PRINCE2 is a methodology, and doesn’t aim to be everything a project manager could ever need to know – as the OGC PRINCE2 website says:

“PRINCE2 does not cover all aspects of project management.  Areas such as leadership and people management skills, detailed coverage of project management tools and techniques are well covered by other existing and proven methods and are therefore excluded from PRINCE2.”

So of course there isn’t a pre-requisite amount of experience or training you must have before taking the PRINCE2 exams – because the PRINCE2 qualification isn’t certifying your competency in those areas, and it doesn’t claim to. It is specifically about whether you are able to apply PRINCE2 to a project.

(In general I’d say there is an assumption you will have a certain amount of project management experience, but certainly it isn’t mandated.)

That’s not to say that PRINCE2 Practitioner hasn’t come to be seen as a proxy for project management expertise – it has, particularly in the UK. But I think that’s mainly because there hasn’t been a ‘professional body’ in the UK attempting to impose a defined set of standards as to what a competent project manager is, whereas there has been a significant amount of work put into improving the PRINCE2 methodology, and popularising its use. Because of its near ubiquity, the market has come to see PRINCE2 as a measurement of project management competency, but the organisations behind it never claimed that for it.

In essence, in many places, being a competent and experienced project manager is correlated with having a PRINCE2 Practitioner qualification, but is not caused by it.

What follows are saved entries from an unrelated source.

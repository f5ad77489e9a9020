//! The intelligence-provider capability layer.
//!
//! Every vision/LLM backend sits behind one trait, [`IntelligenceProvider`],
//! with exactly the two capabilities the pipeline needs: reading titles off
//! an image and scoring a candidate against a taste profile. Which backend
//! answers a given call is decided by [`ProviderChain`]:
//!
//! 1. The configured primary provider, if it is available.
//! 2. The remaining available providers, cheapest first
//!    (gemini → openai → anthropic).
//! 3. Nothing — the caller falls back to its deterministic rule path.
//!
//! Selection is a pure function over configuration + availability
//! ([`chain_order`]); no call site branches on provider names.
//!
//! Models rarely honour "JSON only" perfectly, so all providers share one
//! response path: strip code fences, attempt a parse, repair common damage
//! (trailing commas, truncation), and parse again. Anything still broken is
//! a [`StageError::Provider`] and the chain moves on.

pub mod anthropic;
pub mod gemini;
pub mod openai;

use crate::book::{ProfileBook, ResolvedBook};
use crate::config::ScanConfig;
use crate::error::StageError;
use crate::prompts;
use async_trait::async_trait;
use once_cell::sync::Lazy;
use regex::Regex;
use serde::{Deserialize, Serialize};
use std::fmt;
use std::sync::Arc;
use tracing::{debug, info, warn};

/// The concrete providers the chain knows about, in ascending cost order.
#[derive(Debug, Clone, Copy, PartialEq, Eq, Serialize, Deserialize)]
#[serde(rename_all = "lowercase")]
pub enum ProviderKind {
    Gemini,
    OpenAi,
    Anthropic,
}

impl ProviderKind {
    /// All kinds, cheapest first. The fallback order of the chain.
    pub const COST_ORDER: [ProviderKind; 3] =
        [ProviderKind::Gemini, ProviderKind::OpenAi, ProviderKind::Anthropic];
}

impl fmt::Display for ProviderKind {
    fn fmt(&self, f: &mut fmt::Formatter<'_>) -> fmt::Result {
        let name = match self {
            ProviderKind::Gemini => "gemini",
            ProviderKind::OpenAi => "openai",
            ProviderKind::Anthropic => "anthropic",
        };
        f.write_str(name)
    }
}

impl std::str::FromStr for ProviderKind {
    type Err = String;

    fn from_str(s: &str) -> Result<Self, Self::Err> {
        match s.to_ascii_lowercase().as_str() {
            "gemini" | "google" => Ok(ProviderKind::Gemini),
            "openai" => Ok(ProviderKind::OpenAi),
            "anthropic" | "claude" => Ok(ProviderKind::Anthropic),
            other => Err(format!(
                "unknown provider '{other}' (expected gemini, openai, or anthropic)"
            )),
        }
    }
}

/// One title as a provider reported it, before validation.
#[derive(Debug, Clone, Serialize, Deserialize)]
pub struct RawTitle {
    pub title: String,
    /// Missing in truncated/repaired responses; defaults to 0.
    #[serde(default)]
    pub confidence: f64,
}

/// A provider's verdict on one candidate.
#[derive(Debug, Clone, Deserialize)]
pub struct MatchVerdict {
    pub score: f64,
    pub explanation: String,
}

/// A vision/LLM backend with the two capabilities the pipeline uses.
#[async_trait]
pub trait IntelligenceProvider: Send + Sync {
    fn kind(&self) -> ProviderKind;

    /// Whether the provider is configured (has credentials) right now.
    fn is_available(&self) -> bool;

    /// Read book titles off a shelf photo (base64 PNG), optionally with OCR
    /// text from the same image as context.
    async fn extract_titles(
        &self,
        image_png_b64: &str,
        ocr_text: &str,
    ) -> Result<Vec<RawTitle>, StageError>;

    /// Score one candidate against a profile excerpt.
    async fn score_match(
        &self,
        candidate: &ResolvedBook,
        excerpt: &[ProfileBook],
        profile_total: usize,
    ) -> Result<MatchVerdict, StageError>;
}

/// Compute the call order: requested primary first (when available), then
/// the remaining available providers cheapest-first.
///
/// Pure function — all the "which provider answers" policy lives here.
pub fn chain_order(
    primary: Option<ProviderKind>,
    available: &[ProviderKind],
) -> Vec<ProviderKind> {
    let mut order = Vec::with_capacity(available.len());
    if let Some(kind) = primary {
        if available.contains(&kind) {
            order.push(kind);
        }
    }
    for kind in ProviderKind::COST_ORDER {
        if available.contains(&kind) && !order.contains(&kind) {
            order.push(kind);
        }
    }
    order
}

/// The priority-ordered provider chain.
///
/// Both capabilities walk the same order; a failure at one provider logs and
/// moves on, and only when every provider has failed does the error surface
/// to the caller (which then takes its rule-based path).
pub struct ProviderChain {
    providers: Vec<Arc<dyn IntelligenceProvider>>,
}

impl ProviderChain {
    /// Build the chain from explicitly constructed providers.
    ///
    /// Unavailable providers are dropped; the remainder is ordered by
    /// [`chain_order`] with the config's primary preference.
    pub fn new(
        providers: Vec<Arc<dyn IntelligenceProvider>>,
        primary: Option<ProviderKind>,
    ) -> Self {
        let available: Vec<ProviderKind> = providers
            .iter()
            .filter(|p| p.is_available())
            .map(|p| p.kind())
            .collect();
        let order = chain_order(primary, &available);
        let mut ordered: Vec<Arc<dyn IntelligenceProvider>> = Vec::with_capacity(order.len());
        for kind in order {
            if let Some(provider) = providers.iter().find(|p| p.kind() == kind) {
                ordered.push(Arc::clone(provider));
            }
        }
        info!(
            "Provider chain: [{}]",
            ordered
                .iter()
                .map(|p| p.kind().to_string())
                .collect::<Vec<_>>()
                .join(" -> ")
        );
        Self { providers: ordered }
    }

    /// Build the chain from environment credentials
    /// (`GEMINI_API_KEY`/`GOOGLE_API_KEY`, `OPENAI_API_KEY`,
    /// `ANTHROPIC_API_KEY`).
    pub fn from_env(config: &ScanConfig) -> Self {
        let providers: Vec<Arc<dyn IntelligenceProvider>> = vec![
            Arc::new(gemini::GeminiProvider::from_env(config)),
            Arc::new(openai::OpenAiProvider::from_env(config)),
            Arc::new(anthropic::AnthropicProvider::from_env(config)),
        ];
        Self::new(providers, config.primary_provider)
    }

    pub fn is_empty(&self) -> bool {
        self.providers.is_empty()
    }

    pub fn kinds(&self) -> Vec<ProviderKind> {
        self.providers.iter().map(|p| p.kind()).collect()
    }

    /// Walk the chain for title extraction.
    pub async fn extract_titles(
        &self,
        image_png_b64: &str,
        ocr_text: &str,
    ) -> Result<Vec<RawTitle>, StageError> {
        let mut last_err = chain_exhausted();
        for provider in &self.providers {
            match provider.extract_titles(image_png_b64, ocr_text).await {
                Ok(titles) => {
                    debug!("{} extracted {} titles", provider.kind(), titles.len());
                    return Ok(titles);
                }
                Err(e) => {
                    warn!("{} title extraction failed: {e}", provider.kind());
                    last_err = e;
                }
            }
        }
        Err(last_err)
    }

    /// Walk the chain for match scoring.
    pub async fn score_match(
        &self,
        candidate: &ResolvedBook,
        excerpt: &[ProfileBook],
        profile_total: usize,
    ) -> Result<MatchVerdict, StageError> {
        let mut last_err = chain_exhausted();
        for provider in &self.providers {
            match provider.score_match(candidate, excerpt, profile_total).await {
                Ok(verdict) => return Ok(verdict),
                Err(e) => {
                    warn!("{} match scoring failed: {e}", provider.kind());
                    last_err = e;
                }
            }
        }
        Err(last_err)
    }
}

fn chain_exhausted() -> StageError {
    StageError::Provider {
        provider: "none".into(),
        detail: "no providers in chain".into(),
    }
}

// ── Shared response parsing ──────────────────────────────────────────────

static RE_TRAILING_COMMA: Lazy<Regex> = Lazy::new(|| Regex::new(r",\s*([}\]])").unwrap());
static RE_CODE_FENCE: Lazy<Regex> =
    Lazy::new(|| Regex::new(r"(?s)^```(?:json)?\s*\n?(.*?)\n?```\s*$").unwrap());

/// Strip a wrapping code fence, if the model added one despite instructions.
pub fn strip_code_fence(text: &str) -> &str {
    match RE_CODE_FENCE.captures(text.trim()) {
        Some(caps) => caps.get(1).map_or(text, |m| m.as_str()),
        None => text.trim(),
    }
}

/// Repair common JSON damage in LLM responses: trailing commas and
/// truncation (unterminated strings, unclosed arrays/objects).
pub fn repair_json(json_str: &str) -> String {
    let mut repaired = RE_TRAILING_COMMA.replace_all(json_str, "$1").to_string();

    let stripped = repaired.trim_end().to_string();
    if !stripped.is_empty() && !stripped.ends_with(']') && !stripped.ends_with('}') {
        let mut fixed = stripped;
        if fixed.matches('"').count() % 2 != 0 {
            fixed.push('"');
        }
        let open_braces = fixed.matches('{').count().saturating_sub(fixed.matches('}').count());
        let open_brackets = fixed.matches('[').count().saturating_sub(fixed.matches(']').count());
        for _ in 0..open_braces {
            fixed.push('}');
        }
        for _ in 0..open_brackets {
            fixed.push(']');
        }
        repaired = fixed;
    }
    repaired
}

/// Parse provider response text as `T`, repairing once on failure.
pub fn parse_response<T: serde::de::DeserializeOwned>(
    provider: ProviderKind,
    text: &str,
) -> Result<T, StageError> {
    let body = strip_code_fence(text);
    serde_json::from_str(body)
        .or_else(|_| serde_json::from_str(&repair_json(body)))
        .map_err(|e| StageError::Provider {
            provider: provider.to_string(),
            detail: format!("unparseable JSON response: {e} (got: {})", truncate(body, 200)),
        })
}

fn truncate(s: &str, max: usize) -> String {
    if s.len() <= max {
        s.to_string()
    } else {
        let cut: String = s.chars().take(max).collect();
        format!("{cut}…")
    }
}

/// Build the extraction prompt for a provider call.
pub(crate) fn extraction_prompt(ocr_text: &str) -> String {
    prompts::extract_titles_context(ocr_text)
}

/// Build the scoring prompt for a provider call.
pub(crate) fn scoring_prompt(
    candidate: &ResolvedBook,
    excerpt: &[ProfileBook],
    profile_total: usize,
) -> String {
    prompts::score_match_prompt(candidate, excerpt, profile_total)
}

#[cfg(test)]
mod tests {
    use super::*;

    #[test]
    fn chain_order_prefers_primary_then_cost() {
        let available = [ProviderKind::OpenAi, ProviderKind::Anthropic, ProviderKind::Gemini];
        assert_eq!(
            chain_order(Some(ProviderKind::Anthropic), &available),
            vec![ProviderKind::Anthropic, ProviderKind::Gemini, ProviderKind::OpenAi]
        );
    }

    #[test]
    fn chain_order_skips_unavailable_primary() {
        let available = [ProviderKind::OpenAi];
        assert_eq!(
            chain_order(Some(ProviderKind::Gemini), &available),
            vec![ProviderKind::OpenAi]
        );
    }

    #[test]
    fn chain_order_without_primary_is_cost_order() {
        let available = [ProviderKind::Anthropic, ProviderKind::Gemini];
        assert_eq!(
            chain_order(None, &available),
            vec![ProviderKind::Gemini, ProviderKind::Anthropic]
        );
    }

    #[test]
    fn chain_order_empty_when_nothing_available() {
        assert!(chain_order(Some(ProviderKind::Gemini), &[]).is_empty());
    }

    #[test]
    fn repair_fixes_trailing_commas() {
        let fixed = repair_json(r#"[{"title": "Dune", "confidence": 0.9,},]"#);
        let parsed: Vec<RawTitle> = serde_json::from_str(&fixed).unwrap();
        assert_eq!(parsed[0].title, "Dune");
    }

    #[test]
    fn repair_closes_truncated_response() {
        let fixed = repair_json(r#"[{"title": "Dune", "confidence": 0.9}, {"title": "Founda"#);
        let parsed: Vec<RawTitle> = serde_json::from_str(&fixed).unwrap();
        assert_eq!(parsed.len(), 2);
        assert_eq!(parsed[1].title, "Founda");
    }

    #[test]
    fn parse_response_strips_fences() {
        let text = "```json\n[{\"title\": \"1984\", \"confidence\": 0.8}]\n```";
        let titles: Vec<RawTitle> = parse_response(ProviderKind::Gemini, text).unwrap();
        assert_eq!(titles[0].title, "1984");
    }

    #[test]
    fn parse_response_reports_hopeless_input() {
        let err = parse_response::<Vec<RawTitle>>(ProviderKind::OpenAi, "I think the books are…")
            .unwrap_err();
        assert!(matches!(err, StageError::Provider { .. }));
    }

    #[test]
    fn provider_kind_round_trips() {
        assert_eq!("gemini".parse::<ProviderKind>().unwrap(), ProviderKind::Gemini);
        assert_eq!("claude".parse::<ProviderKind>().unwrap(), ProviderKind::Anthropic);
        assert!("gpt5".parse::<ProviderKind>().is_err());
        assert_eq!(ProviderKind::OpenAi.to_string(), "openai");
    }
}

Does this mean we should all rush off and get PMP, and ignore PRINCE2? Well, no. PRINCE2 is, as I’ve said, a methodology. It provides a common set of standards, taxonomy, processes and so forth. It is, in a way, like the protocols used on computer networks – it allows interconnections, and for components, um, people, to be dropped into a new situation and still know the language. There is something akin to a network effect here – the advantages of speaking the same language as everyone else are enormous. It’s something you must be able to do to have any chance of succeeding.

What does that mean? Well, for ‘general’ project management (if there is such a thing), if you’re in a country where PRINCE2 isn’t particularly popular or dominant, especially the US, then yes, plan to gain the PMP qualification eventually. If PRINCE2 is popular in your country, look to gain the Practitioner qualification, but be aware your experience of projects is what will help you get a job, not the qualification.

As I said, I have more I want to talk about regarding this comparison article, and I’ll do that in a later post.